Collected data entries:
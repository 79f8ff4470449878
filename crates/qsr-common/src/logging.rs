//! Logging configuration and initialization
//!
//! Centralized logging for all QSR components, built on `tracing`.
//! Initialization is explicit: the binary entry point builds a [`LogConfig`]
//! and calls [`init_logging`] exactly once. Library crates only emit through
//! the `tracing` macros and never touch process-wide logging state.
//!
//! Supports console and/or daily-rotated file output, text or JSON format,
//! and `EnvFilter`-style directives for per-module tuning.
//!
//! # Example
//!
//! ```no_run
//! use qsr_common::logging::{init_logging, LogConfig, LogLevel};
//!
//! fn main() -> anyhow::Result<()> {
//!     let config = LogConfig::builder().level(LogLevel::Debug).build();
//!     init_logging(&config)?;
//!     tracing::info!("ready");
//!     Ok(())
//! }
//! ```

use anyhow::{Context, Result};
use serde::{Deserialize, Serialize};
use std::path::PathBuf;
use tracing::Level;
use tracing_subscriber::{
    fmt, layer::SubscriberExt, util::SubscriberInitExt, EnvFilter, Layer,
};

/// Log level for filtering messages
#[derive(Debug, Clone, Copy, PartialEq, Eq, Serialize, Deserialize, Default)]
#[serde(rename_all = "lowercase")]
pub enum LogLevel {
    Trace,
    Debug,
    #[default]
    Info,
    Warn,
    Error,
}

impl LogLevel {
    /// Convert to tracing Level
    pub fn to_tracing_level(self) -> Level {
        match self {
            LogLevel::Trace => Level::TRACE,
            LogLevel::Debug => Level::DEBUG,
            LogLevel::Info => Level::INFO,
            LogLevel::Warn => Level::WARN,
            LogLevel::Error => Level::ERROR,
        }
    }
}

impl std::str::FromStr for LogLevel {
    type Err = anyhow::Error;

    fn from_str(s: &str) -> std::result::Result<Self, Self::Err> {
        match s.to_lowercase().as_str() {
            "trace" => Ok(LogLevel::Trace),
            "debug" => Ok(LogLevel::Debug),
            "info" => Ok(LogLevel::Info),
            "warn" | "warning" => Ok(LogLevel::Warn),
            "error" => Ok(LogLevel::Error),
            _ => Err(anyhow::anyhow!("Invalid log level: {}", s)),
        }
    }
}

/// Output target for logs
#[derive(Debug, Clone, Copy, PartialEq, Eq, Serialize, Deserialize, Default)]
#[serde(rename_all = "lowercase")]
pub enum LogOutput {
    /// Output to console only
    #[default]
    Console,
    /// Output to file only
    File,
    /// Output to both console and file
    Both,
}

impl std::str::FromStr for LogOutput {
    type Err = anyhow::Error;

    fn from_str(s: &str) -> std::result::Result<Self, Self::Err> {
        match s.to_lowercase().as_str() {
            "console" | "stdout" => Ok(LogOutput::Console),
            "file" => Ok(LogOutput::File),
            "both" | "all" => Ok(LogOutput::Both),
            _ => Err(anyhow::anyhow!("Invalid log output: {}", s)),
        }
    }
}

/// Log format
#[derive(Debug, Clone, Copy, PartialEq, Eq, Serialize, Deserialize, Default)]
#[serde(rename_all = "lowercase")]
pub enum LogFormat {
    /// Human-readable text format
    #[default]
    Text,
    /// JSON format for structured logging
    Json,
}

impl std::str::FromStr for LogFormat {
    type Err = anyhow::Error;

    fn from_str(s: &str) -> std::result::Result<Self, Self::Err> {
        match s.to_lowercase().as_str() {
            "text" | "pretty" => Ok(LogFormat::Text),
            "json" => Ok(LogFormat::Json),
            _ => Err(anyhow::anyhow!("Invalid log format: {}", s)),
        }
    }
}

/// Logging configuration
#[derive(Debug, Clone, Serialize, Deserialize)]
pub struct LogConfig {
    /// Minimum log level to display
    pub level: LogLevel,

    /// Output target (console, file, or both)
    pub output: LogOutput,

    /// Log format (text or JSON)
    pub format: LogFormat,

    /// Directory for log files (only used when output includes file)
    pub log_dir: PathBuf,

    /// Log file name prefix (e.g., "qsr" -> "qsr.2024-01-18.log")
    pub log_file_prefix: String,

    /// Additional filter directives (e.g., "sqlx=warn,tungstenite=info")
    pub filter_directives: Option<String>,
}

impl Default for LogConfig {
    fn default() -> Self {
        Self {
            level: LogLevel::Info,
            output: LogOutput::Console,
            format: LogFormat::Text,
            log_dir: PathBuf::from("./logs"),
            log_file_prefix: "qsr".to_string(),
            filter_directives: None,
        }
    }
}

impl LogConfig {
    /// Create a new LogConfig with defaults
    pub fn new() -> Self {
        Self::default()
    }

    /// Load configuration from environment variables
    ///
    /// Environment variables:
    /// - `QSR_LOG_LEVEL`: Log level (trace, debug, info, warn, error)
    /// - `QSR_LOG_OUTPUT`: Output target (console, file, both)
    /// - `QSR_LOG_FORMAT`: Log format (text, json)
    /// - `QSR_LOG_DIR`: Directory for log files
    /// - `QSR_LOG_FILE_PREFIX`: Prefix for log files
    /// - `QSR_LOG_FILTER`: Additional filter directives
    pub fn from_env() -> Result<Self> {
        let mut config = Self::default();

        if let Ok(level) = std::env::var("QSR_LOG_LEVEL") {
            config.level = level.parse()?;
        }

        if let Ok(output) = std::env::var("QSR_LOG_OUTPUT") {
            config.output = output.parse()?;
        }

        if let Ok(format) = std::env::var("QSR_LOG_FORMAT") {
            config.format = format.parse()?;
        }

        if let Ok(dir) = std::env::var("QSR_LOG_DIR") {
            config.log_dir = PathBuf::from(dir);
        }

        if let Ok(prefix) = std::env::var("QSR_LOG_FILE_PREFIX") {
            config.log_file_prefix = prefix;
        }

        if let Ok(filter) = std::env::var("QSR_LOG_FILTER") {
            config.filter_directives = Some(filter);
        }

        Ok(config)
    }

    /// Create a builder for fluent configuration
    pub fn builder() -> LogConfigBuilder {
        LogConfigBuilder::default()
    }
}

/// Builder for LogConfig
#[derive(Default)]
pub struct LogConfigBuilder {
    config: LogConfig,
}

impl LogConfigBuilder {
    pub fn level(mut self, level: LogLevel) -> Self {
        self.config.level = level;
        self
    }

    pub fn output(mut self, output: LogOutput) -> Self {
        self.config.output = output;
        self
    }

    pub fn format(mut self, format: LogFormat) -> Self {
        self.config.format = format;
        self
    }

    pub fn log_dir(mut self, dir: impl Into<PathBuf>) -> Self {
        self.config.log_dir = dir.into();
        self
    }

    pub fn log_file_prefix(mut self, prefix: impl Into<String>) -> Self {
        self.config.log_file_prefix = prefix.into();
        self
    }

    pub fn filter_directives(mut self, filter: impl Into<String>) -> Self {
        self.config.filter_directives = Some(filter.into());
        self
    }

    pub fn build(self) -> LogConfig {
        self.config
    }
}

/// Initialize logging with the given configuration
///
/// Sets up the global tracing subscriber. Must be called exactly once, by
/// the process entry point, before any component logs.
pub fn init_logging(config: &LogConfig) -> Result<()> {
    let mut filter =
        EnvFilter::from_default_env().add_directive(config.level.to_tracing_level().into());

    if let Some(ref directives) = config.filter_directives {
        for directive in directives.split(',') {
            filter = filter.add_directive(
                directive
                    .trim()
                    .parse()
                    .context("Failed to parse filter directive")?,
            );
        }
    }

    let console_layer = match config.output {
        LogOutput::Console | LogOutput::Both => Some(format_layer(
            fmt::layer().with_writer(std::io::stdout),
            config.format,
        )),
        LogOutput::File => None,
    };

    let file_layer = match config.output {
        LogOutput::File | LogOutput::Both => {
            std::fs::create_dir_all(&config.log_dir)
                .context("Failed to create log directory")?;

            let appender =
                tracing_appender::rolling::daily(&config.log_dir, &config.log_file_prefix);
            let (non_blocking, guard) = tracing_appender::non_blocking(appender);

            // The guard flushes the writer on drop; leak it so the writer
            // stays alive for the lifetime of the process.
            std::mem::forget(guard);

            Some(format_layer(
                fmt::layer().with_writer(non_blocking).with_ansi(false),
                config.format,
            ))
        },
        LogOutput::Console => None,
    };

    tracing_subscriber::registry()
        .with(filter)
        .with(console_layer)
        .with(file_layer)
        .try_init()?;

    Ok(())
}

/// Apply the configured format to a fmt layer, erasing its type
fn format_layer<S, W>(
    layer: fmt::Layer<S, fmt::format::DefaultFields, fmt::format::Format, W>,
    format: LogFormat,
) -> Box<dyn Layer<S> + Send + Sync>
where
    S: tracing::Subscriber
        + for<'a> tracing_subscriber::registry::LookupSpan<'a>
        + Send
        + Sync
        + 'static,
    W: for<'w> fmt::MakeWriter<'w> + Send + Sync + 'static,
{
    match format {
        LogFormat::Text => layer.boxed(),
        LogFormat::Json => layer.json().boxed(),
    }
}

* _What you are asked to do_: Exact duplication is required for the lines above, from the line that contains "level to display" to the line that contains "Prefix for log files", inclusive; omit all others.

* _Result_:
    /// Minimum log level to display
    pub level: LogLevel,

    /// Output target (console, file, or both)
    pub output: LogOutput,

    /// Log format (text or JSON)
    pub format: LogFormat,

    /// Directory for log files (only used when output includes file)
    pub log_dir: PathBuf,

    /// Log file name prefix (e.g., "qsr" -> "qsr.2024-01-18.log")
    pub log_file_prefix: String,

    /// Additional filter directives (e.g., "sqlx=warn,tungstenite=info")
    pub filter_directives: Option<String>,
}

impl Default for LogConfig {
    fn default() -> Self {
        Self {
            level: LogLevel::Info,
            output: LogOutput::Console,
            format: LogFormat::Text,
            log_dir: PathBuf::from("./logs"),
            log_file_prefix: "qsr".to_string(),
            filter_directives: None,
        }
    }
}

impl LogConfig {
    /// Create a new LogConfig with defaults
    pub fn new() -> Self {
        Self::default()
    }

    /// Load configuration from environment variables
    ///
    /// Environment variables:
    /// - `QSR_LOG_LEVEL`: Log level (trace, debug, info, warn, error)
    /// - `QSR_LOG_OUTPUT`: Output target (console, file, both)
    /// - `QSR_LOG_FORMAT`: Log format (text, json)
    /// - `QSR_LOG_DIR`: Directory for log files
    /// - `QSR_LOG_FILE_PREFIX`: Prefix for log files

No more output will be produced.